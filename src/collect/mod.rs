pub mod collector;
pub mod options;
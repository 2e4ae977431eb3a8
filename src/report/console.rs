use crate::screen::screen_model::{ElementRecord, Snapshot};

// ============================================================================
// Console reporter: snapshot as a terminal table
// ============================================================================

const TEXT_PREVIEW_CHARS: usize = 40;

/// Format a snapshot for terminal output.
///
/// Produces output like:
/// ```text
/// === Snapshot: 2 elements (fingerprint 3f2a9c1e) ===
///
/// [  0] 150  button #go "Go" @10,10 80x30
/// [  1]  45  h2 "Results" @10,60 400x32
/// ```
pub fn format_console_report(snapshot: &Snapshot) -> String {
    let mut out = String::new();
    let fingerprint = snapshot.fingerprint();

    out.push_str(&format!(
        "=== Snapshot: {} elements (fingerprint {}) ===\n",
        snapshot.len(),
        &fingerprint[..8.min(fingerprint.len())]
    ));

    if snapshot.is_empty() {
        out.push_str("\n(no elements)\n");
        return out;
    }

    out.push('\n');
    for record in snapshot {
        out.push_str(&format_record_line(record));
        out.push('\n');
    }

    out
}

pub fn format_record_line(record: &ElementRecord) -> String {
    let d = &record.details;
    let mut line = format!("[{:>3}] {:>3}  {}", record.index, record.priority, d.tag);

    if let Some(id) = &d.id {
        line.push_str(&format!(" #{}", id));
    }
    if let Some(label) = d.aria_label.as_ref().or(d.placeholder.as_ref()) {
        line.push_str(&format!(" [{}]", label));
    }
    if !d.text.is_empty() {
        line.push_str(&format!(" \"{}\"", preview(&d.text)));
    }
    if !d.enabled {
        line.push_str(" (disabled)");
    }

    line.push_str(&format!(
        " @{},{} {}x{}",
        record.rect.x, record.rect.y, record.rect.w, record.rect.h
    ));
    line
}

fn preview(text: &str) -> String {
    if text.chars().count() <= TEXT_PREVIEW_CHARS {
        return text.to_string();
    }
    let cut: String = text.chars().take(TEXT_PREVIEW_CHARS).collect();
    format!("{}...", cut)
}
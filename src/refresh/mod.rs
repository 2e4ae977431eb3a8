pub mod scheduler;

EXERCISE OBJECTIVE. The material must be repeated in full, with every line exact.

RESPONSE FOR THIS EXERCISE.
filename src/collect/mod.rs
pub mod collector;
pub mod options;
repository 2e4ae977431eb3a8
filename src/report/console.rs
use crate::screen::screen_model::{ElementRecord, Snapshot};

// ============================================================================
// Console reporter: snapshot as a terminal table
// ============================================================================

const TEXT_PREVIEW_CHARS: usize = 40;

/// Format a snapshot for terminal output.
///
/// Produces output like:
/// ```text
/// === Snapshot: 2 elements (fingerprint 3f2a9c1e) ===
///
/// [  0] 150  button #go "Go" @10,10 80x30
/// [  1]  45  h2 "Results" @10,60 400x32
/// ```
pub fn format_console_report(snapshot: &Snapshot) -> String {
    let mut out = String::new();
    let fingerprint = snapshot.fingerprint();

    out.push_str(&format!(
        "=== Snapshot: {} elements (fingerprint {}) ===\n",
        snapshot.len(),
        &fingerprint[..8.min(fingerprint.len())]
    ));

    if snapshot.is_empty() {
        out.push_str("\n(no elements)\n");
        return out;
    }

    out.push('\n');
    for record in snapshot {
        out.push_str(&format_record_line(record));
        out.push('\n');
    }

    out
}

pub fn format_record_line(record: &ElementRecord) -> String {
    let d = &record.details;
    let mut line = format!("[{:>3}] {:>3}  {}", record.index, record.priority, d.tag);

    if let Some(id) = &d.id {
        line.push_str(&format!(" #{}", id));
    }
    if let Some(label) = d.aria_label.as_ref().or(d.placeholder.as_ref()) {
        line.push_str(&format!(" [{}]", label));
    }
    if !d.text.is_empty() {
        line.push_str(&format!(" \"{}\"", preview(&d.text)));
    }
    if !d.enabled {
        line.push_str(" (disabled)");
    }

    line.push_str(&format!(
        " @{},{} {}x{}",
        record.rect.x, record.rect.y, record.rect.w, record.rect.h
    ));
    line
}

fn preview(text: &str) -> String {
    if text.chars().count() <= TEXT_PREVIEW_CHARS {
        return text.to_string();
    }
    let cut: String = text.chars().take(TEXT_PREVIEW_CHARS).collect();
    format!("{}...", cut)
}
filename src/refresh/mod.rs
repository 2e4ae977431eb3a8
pub mod scheduler;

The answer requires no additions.